Interpretable Yield Prediction of Supercritical CO2 Extraction from Various Essential Oil Sources Using Optimized Machine Learning and PCA-Based Descriptors

Predicting essential oil yield in supercritical CO2 (SC–CO2) extraction remains difficult due to variations in plant composition and process conditions. Conventional models often assume uniform feedstock behavior, which limits their applicability across diverse species. This study develops machine learning models that integrate extraction parameters with principal component analysis (PCA)-based molecular descriptors representing the seven major compounds of each essential oil source. A data set of 1313 experimental records from 42 plant species was compiled to train three algorithms: LightGBM (LGBMR), HistGradientBoosting (HGBR), and Extra Trees (ETR). The models were optimized using four metaheuristic algorithms to improve their predictive accuracy. All models achieved high predictive performance (R2 > 0.97). The ETR model optimized by a genetic algorithm (ETR-3PCs-GA) attained the highest performance (R2 = 0.9808, root-mean-square error (RMSE) = 0.7802), while the HGBR model with two principal components and GA optimization (HGBR-2PCs-GA) demonstrated superior ability to predict dynamic extraction profiles (RMSE = 0.408). SHapley Additive exPlanations (SHAP) analysis identified pressure and selected PCA coordinates as the most influential features, revealing that both process parameters and molecular composition jointly determine extraction efficiency.
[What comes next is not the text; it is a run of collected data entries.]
//! Bounded multi-producer, multi-consumer FIFO of slot indices in shared memory.
//!
//! Receivers own one queue each; every sender pushes indices into it and the
//! receiver pops them. With safe overflow enabled a sender that finds the queue
//! full pops the oldest entry itself, so both ends may have several actors.
//!
//! # Protocol
//!
//! Each cell carries a sequence number next to its value, in the style of a
//! bounded MPMC queue:
//!
//! ```text
//!   position p maps to cell p % capacity
//!
//!   cell.seq == p          cell is free for the producer holding position p
//!   cell.seq == p + 1      cell holds the value for the consumer at position p
//!   cell.seq == p + cap    cell was consumed and awaits the producer of p + cap
//! ```
//!
//! Producers and consumers claim positions with a CAS on their cursor, then
//! publish by storing the next sequence number with `Release`. The cursors are
//! monotonically increasing `u64`s and never wrap in practice.

use std::mem::size_of;
use std::slice;
use std::sync::atomic::{AtomicU64, Ordering};

#[repr(C)]
pub(crate) struct QueueHeader {
    capacity: u64,
    enqueue_pos: AtomicU64,
    dequeue_pos: AtomicU64,
    _reserved: u64,
}

#[repr(C)]
struct Cell {
    seq: AtomicU64,
    value: AtomicU64,
}

/// Bytes needed by a queue holding `capacity` entries.
pub(crate) fn bytes_for_queue(capacity: usize) -> Option<usize> {
    let cells = capacity.max(1).checked_mul(size_of::<Cell>())?;
    size_of::<QueueHeader>().checked_add(cells)
}

/// Maps a cursor position to its cell.
#[inline(always)]
fn position_to_index(pos: u64, capacity: u64) -> usize {
    (pos % capacity) as usize
}

pub(crate) struct IndexQueue<'a> {
    header: &'a QueueHeader,
    cells: &'a [Cell],
}

impl<'a> IndexQueue<'a> {
    /// Writes an empty queue of `capacity` entries at `ptr`.
    ///
    /// # Safety
    /// `ptr` must be 8-byte aligned, point to `bytes_for_queue(capacity)`
    /// writable bytes, and no other actor may use the queue yet.
    pub(crate) unsafe fn init(ptr: *mut u8, capacity: usize) {
        let capacity = capacity.max(1);
        unsafe {
            (ptr as *mut QueueHeader).write(QueueHeader {
                capacity: capacity as u64,
                enqueue_pos: AtomicU64::new(0),
                dequeue_pos: AtomicU64::new(0),
                _reserved: 0,
            });

            let cells = ptr.add(size_of::<QueueHeader>()) as *mut Cell;
            for i in 0..capacity {
                cells.add(i).write(Cell {
                    seq: AtomicU64::new(i as u64),
                    value: AtomicU64::new(0),
                });
            }
        }
    }

    /// # Safety
    /// `ptr` must point to a queue written by [`IndexQueue::init`] that stays
    /// mapped for `'a`.
    pub(crate) unsafe fn from_ptr(ptr: *mut u8) -> Self {
        unsafe {
            let header = &*(ptr as *const QueueHeader);
            let cells = slice::from_raw_parts(
                ptr.add(size_of::<QueueHeader>()) as *const Cell,
                header.capacity as usize,
            );
            Self { header, cells }
        }
    }

    #[inline]
    pub(crate) fn capacity(&self) -> usize {
        self.header.capacity as usize
    }

    /// Appends `value`; hands it back when the queue is full.
    pub(crate) fn push(&self, value: u64) -> Result<(), u64> {
        let capacity = self.header.capacity;
        let mut pos = self.header.enqueue_pos.load(Ordering::Relaxed);
        loop {
            let cell = &self.cells[position_to_index(pos, capacity)];
            let seq = cell.seq.load(Ordering::Acquire);
            let diff = seq.wrapping_sub(pos) as i64;

            if diff == 0 {
                match self.header.enqueue_pos.compare_exchange_weak(
                    pos,
                    pos + 1,
                    Ordering::Relaxed,
                    Ordering::Relaxed,
                ) {
                    Ok(_) => {
                        cell.value.store(value, Ordering::Relaxed);
                        cell.seq.store(pos + 1, Ordering::Release);
                        return Ok(());
                    }
                    Err(current) => pos = current,
                }
            } else if diff < 0 {
                return Err(value);
            } else {
                pos = self.header.enqueue_pos.load(Ordering::Relaxed);
            }
        }
    }

    /// Removes the oldest entry.
    pub(crate) fn pop(&self) -> Option<u64> {
        let capacity = self.header.capacity;
        let mut pos = self.header.dequeue_pos.load(Ordering::Relaxed);
        loop {
            let cell = &self.cells[position_to_index(pos, capacity)];
            let seq = cell.seq.load(Ordering::Acquire);
            let diff = seq.wrapping_sub(pos + 1) as i64;

            if diff == 0 {
                match self.header.dequeue_pos.compare_exchange_weak(
                    pos,
                    pos + 1,
                    Ordering::Relaxed,
                    Ordering::Relaxed,
                ) {
                    Ok(_) => {
                        let value = cell.value.load(Ordering::Relaxed);
                        cell.seq.store(pos + capacity, Ordering::Release);
                        return Some(value);
                    }
                    Err(current) => pos = current,
                }
            } else if diff < 0 {
                return None;
            } else {
                pos = self.header.dequeue_pos.load(Ordering::Relaxed);
            }
        }
    }

    /// Approximate number of queued entries; exact when nobody is mid-operation.
    pub(crate) fn len(&self) -> usize {
        let tail = self.header.enqueue_pos.load(Ordering::Acquire);
        let head = self.header.dequeue_pos.load(Ordering::Acquire);
        tail.saturating_sub(head) as usize
    }

    pub(crate) fn is_empty(&self) -> bool {
        self.len() == 0
    }

    /// Pops every entry, handing each to `f`.
    pub(crate) fn drain(&self, mut f: impl FnMut(u64)) {
        while let Some(value) = self.pop() {
            f(value);
        }
    }
}
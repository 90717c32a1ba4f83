use super::layout::{RequestResponseLayout, RequestResponseSegment};
use super::{ClientBuilder, ServerBuilder, StaticConfig};
use crate::service::ServiceState;
use crate::service_name::ServiceName;
use std::fmt;
use std::marker::PhantomData;
use std::sync::Arc;

/// Handle of an open request-response service.
pub struct PortFactory<Req, Res> {
    state: Arc<ServiceState>,
    config: StaticConfig,
    layout: RequestResponseLayout,
    _types: PhantomData<fn() -> (Req, Res)>,
}

impl<Req, Res> fmt::Debug for PortFactory<Req, Res> {
    fn fmt(&self, f: &mut fmt::Formatter<'_>) -> fmt::Result {
        f.debug_struct("request_response::PortFactory")
            .field("state", &self.state)
            .finish()
    }
}

impl<Req: Copy + 'static, Res: Copy + 'static> PortFactory<Req, Res> {
    pub(crate) fn new(state: ServiceState, config: StaticConfig, layout: RequestResponseLayout) -> Self {
        Self {
            state: Arc::new(state),
            config,
            layout,
            _types: PhantomData,
        }
    }

    pub fn name(&self) -> &ServiceName {
        self.state.name()
    }

    pub fn static_config(&self) -> &StaticConfig {
        &self.config
    }

    pub fn dynamic_config(&self) -> DynamicConfig {
        DynamicConfig {
            state: self.state.clone(),
            layout: self.layout,
        }
    }

    pub fn client_builder(&self) -> ClientBuilder<Req, Res> {
        ClientBuilder::new(self.state.clone(), self.config, self.layout)
    }

    pub fn server_builder(&self) -> ServerBuilder<Req, Res> {
        ServerBuilder::new(self.state.clone(), self.config, self.layout)
    }
}

/// Live port counts of a request-response service.
#[derive(Debug)]
pub struct DynamicConfig {
    state: Arc<ServiceState>,
    layout: RequestResponseLayout,
}

impl DynamicConfig {
    fn segment(&self) -> RequestResponseSegment<'_> {
        // SAFETY: `state` keeps the validated segment mapped.
        unsafe { RequestResponseSegment::new(self.state.base(), &self.layout) }
    }

    pub fn number_of_clients(&self) -> usize {
        self.segment().number_of_clients()
    }

    pub fn number_of_servers(&self) -> usize {
        self.segment().number_of_servers()
    }
}
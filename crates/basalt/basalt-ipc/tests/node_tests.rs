//! Node lifecycle tests, including nodes of processes that died without
//! cleaning up.
//!
//! Dead nodes are produced by re-running this test executable as a child
//! that sets up resources and leaves through `std::process::exit`, skipping
//! every destructor.
//!
//! ```bash
//! cargo test -p basalt-ipc --test node_tests -- --nocapture
//! ```

use basalt_ipc::prelude::*;
use std::env;
use std::io::Write;
use std::path::Path;
use std::process::{Command, Stdio};
use std::time::Duration;

macro_rules! log {
    ($($arg:tt)*) => {{
        let _ = writeln!(std::io::stderr(), $($arg)*);
        let _ = std::io::stderr().flush();
    }};
}

const ENV_ROLE: &str = "BASALT_NODE_TEST_ROLE";
const ENV_ROOT: &str = "BASALT_NODE_TEST_ROOT";
const ROLE_CRASHING_PUBLISHER: &str = "crashing-publisher";
const ROLE_CRASHING_CLIENT: &str = "crashing-client";

const SERVICE: &str = "node-tests/abandoned";
const REQUEST_SERVICE: &str = "node-tests/abandoned-requests";

fn config(root: &Path) -> Config {
    let mut config = Config::default().with_root_path(root);
    config.node.cleanup_dead_nodes_on_creation = false;
    config
}

/// Opens the service, takes its only publisher slot and exits abruptly.
fn run_crashing_publisher(root: &Path) -> ! {
    let node = NodeBuilder::new()
        .name(&NodeName::new("crasher").unwrap())
        .config(&config(root))
        .create()
        .expect("child: node");
    let service = node
        .service_builder(&ServiceName::new(SERVICE).unwrap())
        .publish_subscribe::<u64>()
        .max_publishers(1)
        .open_or_create()
        .expect("child: service");
    let publisher = service.publisher_builder().create().expect("child: publisher");
    publisher.send_copy(1).expect("child: send");

    log!("[CHILD] node {} exits without cleanup", node.id());
    std::process::exit(0);
}

/// Takes the only client slot, sends one request and exits abruptly.
fn run_crashing_client(root: &Path) -> ! {
    let node = NodeBuilder::new()
        .config(&config(root))
        .create()
        .expect("child: node");
    let service = node
        .service_builder(&ServiceName::new(REQUEST_SERVICE).unwrap())
        .request_response::<u64, u64>()
        .max_clients(1)
        .open()
        .expect("child: service");
    let client = service.client_builder().create().expect("child: client");
    let pending = client.send_copy(7).expect("child: send");
    std::mem::forget(pending);

    log!("[CHILD] node {} exits with a request in flight", node.id());
    std::process::exit(0);
}

/// Runs the child role when the environment asks for it.
fn dispatch_child_role() -> bool {
    let Ok(role) = env::var(ENV_ROLE) else {
        return false;
    };
    let root = env::var(ENV_ROOT).expect("root not set");
    match role.as_str() {
        ROLE_CRASHING_PUBLISHER => run_crashing_publisher(Path::new(&root)),
        ROLE_CRASHING_CLIENT => run_crashing_client(Path::new(&root)),
        other => panic!("unknown role: {other}"),
    }
}

fn spawn_crashing_publisher(test: &str, root: &Path) {
    spawn_child(test, root, ROLE_CRASHING_PUBLISHER);
}

fn spawn_child(test: &str, root: &Path, role: &str) {
    let exe = env::current_exe().expect("current executable");
    let status = Command::new(exe)
        .arg("--exact")
        .arg(test)
        .env(ENV_ROLE, role)
        .env(ENV_ROOT, root)
        .stderr(Stdio::inherit())
        .status()
        .expect("spawn child");
    assert!(status.success(), "child failed: {status}");
}

fn dead_nodes(config: &Config) -> Vec<basalt_ipc::node::DeadNodeView> {
    let mut dead = Vec::new();
    Node::list(config, |state| {
        if let NodeState::Dead(view) = state {
            dead.push(view);
        }
        CallbackProgression::Continue
    })
    .unwrap();
    dead
}

#[test]
fn wait_reports_a_tick_without_signals() {
    let dir = tempfile::tempdir().unwrap();
    let node = NodeBuilder::new().config(&config(dir.path())).create().unwrap();
    assert_eq!(node.wait(Duration::from_millis(5)), NodeEvent::Tick);
}

#[test]
fn dead_node_is_listed_and_its_resources_removed() {
    if dispatch_child_role() {
        return;
    }
    let dir = tempfile::tempdir().unwrap();
    let config = config(dir.path());
    let service_name = ServiceName::new(SERVICE).unwrap();

    spawn_crashing_publisher("dead_node_is_listed_and_its_resources_removed", dir.path());

    let dead = dead_nodes(&config);
    assert_eq!(dead.len(), 1);
    assert_eq!(dead[0].details().map(|d| d.name()), Some("crasher"));
    assert!(!Service::does_exist(&service_name, &config, MessagingPattern::PublishSubscribe).unwrap());

    for view in dead {
        assert_eq!(view.remove_stale_resources(), Ok(true));
    }
    assert!(dead_nodes(&config).is_empty());

    let node = NodeBuilder::new().config(&config).create().unwrap();
    let service = node
        .service_builder(&service_name)
        .publish_subscribe::<u64>()
        .max_publishers(1)
        .create()
        .unwrap();
    assert!(service.publisher_builder().create().is_ok());
}

#[test]
fn ports_of_a_dead_node_are_reclaimed_in_a_live_service() {
    if dispatch_child_role() {
        return;
    }
    let dir = tempfile::tempdir().unwrap();
    let config = config(dir.path());
    let node = NodeBuilder::new().config(&config).create().unwrap();
    let service = node
        .service_builder(&ServiceName::new(SERVICE).unwrap())
        .publish_subscribe::<u64>()
        .max_publishers(1)
        .subscriber_max_buffer_size(4)
        .create()
        .unwrap();
    let subscriber = service.subscriber_builder().create().unwrap();

    spawn_crashing_publisher(
        "ports_of_a_dead_node_are_reclaimed_in_a_live_service",
        dir.path(),
    );

    assert_eq!(subscriber.receive().unwrap().map(|s| s[0]), Some(1));
    assert_eq!(service.dynamic_config().number_of_publishers(), 1);

    let publisher = service.publisher_builder().create().unwrap();
    assert_eq!(service.dynamic_config().number_of_publishers(), 1);
    publisher.send_copy(2).unwrap();
    assert_eq!(subscriber.receive().unwrap().map(|s| s[0]), Some(2));
}

#[test]
fn node_creation_cleans_up_dead_nodes_when_configured() {
    if dispatch_child_role() {
        return;
    }
    let dir = tempfile::tempdir().unwrap();
    let mut cleaning = config(dir.path());
    cleaning.node.cleanup_dead_nodes_on_creation = true;

    spawn_crashing_publisher(
        "node_creation_cleans_up_dead_nodes_when_configured",
        dir.path(),
    );
    assert_eq!(dead_nodes(&cleaning).len(), 1);

    let _node = NodeBuilder::new().config(&cleaning).create().unwrap();
    assert!(dead_nodes(&cleaning).is_empty());
}

#[test]
fn every_server_learns_of_a_dead_client_reclaimed_elsewhere() {
    if dispatch_child_role() {
        return;
    }
    let dir = tempfile::tempdir().unwrap();
    let config = config(dir.path());
    let node = NodeBuilder::new().config(&config).create().unwrap();
    let service = node
        .service_builder(&ServiceName::new(REQUEST_SERVICE).unwrap())
        .request_response::<u64, u64>()
        .max_clients(1)
        .create()
        .unwrap();
    let first = service.server_builder().create().unwrap();
    let second = service.server_builder().create().unwrap();

    spawn_child(
        "every_server_learns_of_a_dead_client_reclaimed_elsewhere",
        dir.path(),
        ROLE_CRASHING_CLIENT,
    );
    assert_eq!(service.dynamic_config().number_of_clients(), 1);

    // Claiming the only client slot reclaims the dead client.
    let _client = service.client_builder().create().unwrap();

    assert_eq!(first.has_requests(), Err(ConnectionFailure::PeerTerminated));
    assert_eq!(first.has_requests(), Ok(true));
    assert_eq!(second.has_requests(), Err(ConnectionFailure::PeerTerminated));
    assert_eq!(second.has_requests(), Ok(true));

    let orphan = first.receive().unwrap().unwrap();
    assert_eq!(*orphan.payload(), 7);
    assert!(!orphan.is_connected());
}
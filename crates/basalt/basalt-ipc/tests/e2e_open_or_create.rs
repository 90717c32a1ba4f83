//! Two processes race to `open_or_create` the same service.
//!
//! ```text
//! [Parent]  --[spawn]--[go]------------------[collect reports]--[release]--[reap]
//!                        |                        ^    ^            |
//!                        v                        |    |            v
//! [Racer 0] --[wait]--[open_or_create]--[subscribe]--[report]--[hold]--[exit]
//! [Racer 1] --[wait]--[open_or_create]--[subscribe]--[report]--[hold]--[exit]
//! ```
//!
//! Each racer uses its own default publisher limit. Opening leaves the
//! creator's limits in place, so a racer reports `created` when the service
//! carries its own limit and `opened` otherwise. Both hold their ports until the
//! parent has read both reports.
//!
//! ```bash
//! cargo test -p basalt-ipc --test e2e_open_or_create -- --nocapture
//! ```

use basalt_ipc::prelude::*;
use std::env;
use std::io::{self, BufRead, BufReader, Write};
use std::path::Path;
use std::process::{Child, ChildStdout, Command, Stdio};
use std::time::{Duration, Instant};

macro_rules! log {
    ($($arg:tt)*) => {{
        let _ = writeln!(std::io::stderr(), $($arg)*);
        let _ = std::io::stderr().flush();
    }};
}

const ENV_ROLE: &str = "BASALT_E2E_ROLE";
const ENV_ROOT: &str = "BASALT_E2E_ROOT";
const ENV_RACER: &str = "BASALT_E2E_RACER";
const ROLE_RACER: &str = "racer";

const SERVICE: &str = "e2e/race";
const PARTICIPANTS: usize = 2;
const GO_FILE: &str = "go";
const RELEASE_FILE: &str = "release";
const REPORT_PREFIX: &str = "race-report:";
const CREATED: &str = "created";
const OPENED: &str = "opened";
const TIMEOUT: Duration = Duration::from_secs(10);

fn publisher_limit(racer: usize) -> usize {
    2 + racer
}

fn wait_for(what: &str, mut done: impl FnMut() -> bool) {
    let deadline = Instant::now() + TIMEOUT;
    while !done() {
        assert!(Instant::now() < deadline, "timed out waiting for {what}");
        std::thread::sleep(Duration::from_millis(1));
    }
}

fn run_racer(root: &Path, racer: usize) {
    let mut config = Config::default().with_root_path(root);
    config.defaults.publish_subscribe.max_publishers = publisher_limit(racer);
    config.defaults.publish_subscribe.max_subscribers = PARTICIPANTS;
    let node = NodeBuilder::new().config(&config).create().expect("racer: node");

    wait_for("the start signal", || root.join(GO_FILE).exists());
    let service = node
        .service_builder(&ServiceName::new(SERVICE).unwrap())
        .publish_subscribe::<u64>()
        .open_or_create()
        .expect("racer: open_or_create");
    let _subscriber = service.subscriber_builder().create().expect("racer: subscriber");

    wait_for("the peer's subscriber", || {
        service.dynamic_config().number_of_subscribers() == PARTICIPANTS
    });

    let outcome = if service.static_config().max_publishers() == publisher_limit(racer) {
        CREATED
    } else {
        OPENED
    };
    log!("[RACER {racer}] {outcome} the service");

    let mut stdout = std::io::stdout().lock();
    writeln!(stdout, "{REPORT_PREFIX}{outcome}").expect("racer: report");
    stdout.flush().expect("racer: flush report");
    drop(stdout);

    wait_for("the release signal", || root.join(RELEASE_FILE).exists());
    log!("[RACER {racer}] released");
}

/// Reads the racer's stdout up to its report line; the harness prints its own
/// lines around it.
fn read_report(stdout: &mut BufReader<ChildStdout>) -> String {
    let mut line = String::new();
    loop {
        line.clear();
        let read = stdout.read_line(&mut line).expect("read racer stdout");
        assert!(read > 0, "racer exited without reporting");
        if let Some(outcome) = line.trim().strip_prefix(REPORT_PREFIX) {
            return outcome.to_owned();
        }
    }
}

#[test]
fn e2e_concurrent_open_or_create() {
    if let Ok(role) = env::var(ENV_ROLE) {
        let root = env::var(ENV_ROOT).expect("root not set");
        let racer = env::var(ENV_RACER)
            .expect("racer index not set")
            .parse()
            .expect("racer index");
        match role.as_str() {
            ROLE_RACER => run_racer(Path::new(&root), racer),
            other => panic!("unknown role: {other}"),
        }
        return;
    }

    let dir = tempfile::tempdir().unwrap();
    let exe = env::current_exe().expect("current executable");

    let mut children: Vec<Child> = (0..PARTICIPANTS)
        .map(|racer| {
            Command::new(&exe)
                .arg("--exact")
                .arg("e2e_concurrent_open_or_create")
                .arg("--nocapture")
                .arg("--quiet")
                .env(ENV_ROLE, ROLE_RACER)
                .env(ENV_ROOT, dir.path())
                .env(ENV_RACER, racer.to_string())
                .stdout(Stdio::piped())
                .stderr(Stdio::inherit())
                .spawn()
                .expect("spawn racer")
        })
        .collect();

    std::fs::write(dir.path().join(GO_FILE), b"").unwrap();

    // Every racer blocks on the release file, so both are still attached
    // while their reports are collected.
    let mut outputs: Vec<_> = children
        .iter_mut()
        .map(|child| BufReader::new(child.stdout.take().expect("racer stdout is piped")))
        .collect();
    let reports: Vec<String> = outputs.iter_mut().map(read_report).collect();
    log!("[PARENT] reports: {reports:?}");

    std::fs::write(dir.path().join(RELEASE_FILE), b"").unwrap();
    for output in &mut outputs {
        io::copy(output, &mut io::sink()).expect("drain racer stdout");
    }
    for mut child in children {
        let status = child.wait().expect("wait for racer");
        assert!(status.success(), "racer failed: {status}");
    }

    let creators = reports.iter().filter(|r| *r == CREATED).count();
    let openers = reports.iter().filter(|r| *r == OPENED).count();
    assert_eq!(creators, 1, "exactly one racer creates: {reports:?}");
    assert_eq!(openers, 1, "exactly one racer opens: {reports:?}");

    let config = Config::default().with_root_path(dir.path());
    assert!(
        !Service::does_exist(
            &ServiceName::new(SERVICE).unwrap(),
            &config,
            MessagingPattern::PublishSubscribe
        )
        .unwrap()
    );
}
The model successfully generalized yield prediction across species and reproduced known process trends, such as the positive effects of pressure and flow rate on yield. The findings also indicate a synergistic effect, whereby the entire molecular profile, not just the most abundant compounds, governs the final yield. This approach demonstrates that integrating molecular-level information with process data can provide transferable, interpretable models for optimizing SC–CO2 extraction of essential oils.